Segment Start: Provided data

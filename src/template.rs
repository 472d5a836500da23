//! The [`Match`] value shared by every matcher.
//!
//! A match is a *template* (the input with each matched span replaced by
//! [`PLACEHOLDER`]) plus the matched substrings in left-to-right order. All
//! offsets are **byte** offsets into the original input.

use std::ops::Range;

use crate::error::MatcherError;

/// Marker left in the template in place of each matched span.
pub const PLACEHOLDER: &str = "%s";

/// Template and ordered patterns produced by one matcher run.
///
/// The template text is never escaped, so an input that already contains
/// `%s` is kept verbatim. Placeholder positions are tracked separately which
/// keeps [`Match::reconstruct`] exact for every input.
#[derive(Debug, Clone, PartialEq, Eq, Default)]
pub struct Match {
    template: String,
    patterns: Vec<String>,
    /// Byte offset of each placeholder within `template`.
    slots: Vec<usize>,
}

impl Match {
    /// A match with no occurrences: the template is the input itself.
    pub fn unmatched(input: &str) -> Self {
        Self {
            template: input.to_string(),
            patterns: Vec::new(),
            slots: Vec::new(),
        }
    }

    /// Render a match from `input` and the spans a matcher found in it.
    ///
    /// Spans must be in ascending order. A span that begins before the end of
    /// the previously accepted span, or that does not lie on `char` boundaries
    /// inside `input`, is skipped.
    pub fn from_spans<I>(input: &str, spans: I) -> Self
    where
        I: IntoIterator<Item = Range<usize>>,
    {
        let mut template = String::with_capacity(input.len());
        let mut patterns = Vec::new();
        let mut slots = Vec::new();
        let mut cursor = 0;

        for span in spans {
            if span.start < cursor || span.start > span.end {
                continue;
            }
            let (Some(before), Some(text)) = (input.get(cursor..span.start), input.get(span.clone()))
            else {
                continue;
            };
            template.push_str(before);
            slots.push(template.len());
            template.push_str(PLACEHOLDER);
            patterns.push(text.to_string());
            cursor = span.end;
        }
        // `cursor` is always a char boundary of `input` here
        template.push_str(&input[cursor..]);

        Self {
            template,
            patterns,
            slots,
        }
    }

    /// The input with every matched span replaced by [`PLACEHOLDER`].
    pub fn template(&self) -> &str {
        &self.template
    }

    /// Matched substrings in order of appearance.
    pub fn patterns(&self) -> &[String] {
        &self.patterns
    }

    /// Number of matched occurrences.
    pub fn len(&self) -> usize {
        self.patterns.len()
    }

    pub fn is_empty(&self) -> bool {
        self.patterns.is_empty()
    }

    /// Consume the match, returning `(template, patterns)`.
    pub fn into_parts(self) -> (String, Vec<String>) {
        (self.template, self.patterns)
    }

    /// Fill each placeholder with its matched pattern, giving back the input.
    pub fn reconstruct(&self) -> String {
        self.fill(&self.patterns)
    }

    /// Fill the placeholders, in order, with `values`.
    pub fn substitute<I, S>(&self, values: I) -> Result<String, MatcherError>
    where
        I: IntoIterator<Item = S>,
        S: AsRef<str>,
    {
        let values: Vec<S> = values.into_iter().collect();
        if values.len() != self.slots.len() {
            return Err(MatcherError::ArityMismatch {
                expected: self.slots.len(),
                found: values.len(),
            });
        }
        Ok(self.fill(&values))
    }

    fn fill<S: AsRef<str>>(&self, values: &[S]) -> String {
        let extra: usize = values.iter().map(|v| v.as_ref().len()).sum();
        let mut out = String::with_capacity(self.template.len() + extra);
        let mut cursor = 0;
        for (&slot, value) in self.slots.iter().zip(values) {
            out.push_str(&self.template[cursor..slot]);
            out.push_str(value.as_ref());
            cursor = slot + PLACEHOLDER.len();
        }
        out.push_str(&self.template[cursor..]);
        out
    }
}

Segment End: Provided data

### Problem requirements
Write out, from the lines above, only those from the line with "self.patterns.is_empty()" to the line with "let extra: usize", exactly as given, including the first and the last.

### Response area
        self.patterns.is_empty()
    }

    /// Consume the match, returning `(template, patterns)`.
    pub fn into_parts(self) -> (String, Vec<String>) {
        (self.template, self.patterns)
    }

    /// Fill each placeholder with its matched pattern, giving back the input.
    pub fn reconstruct(&self) -> String {
        self.fill(&self.patterns)
    }

    /// Fill the placeholders, in order, with `values`.
    pub fn substitute<I, S>(&self, values: I) -> Result<String, MatcherError>
    where
        I: IntoIterator<Item = S>,
        S: AsRef<str>,
    {
        let values: Vec<S> = values.into_iter().collect();
        if values.len() != self.slots.len() {
            return Err(MatcherError::ArityMismatch {
                expected: self.slots.len(),
                found: values.len(),
            });
        }
        Ok(self.fill(&values))
    }

    fn fill<S: AsRef<str>>(&self, values: &[S]) -> String {
        let extra: usize = values.iter().map(|v| v.as_ref().len()).sum();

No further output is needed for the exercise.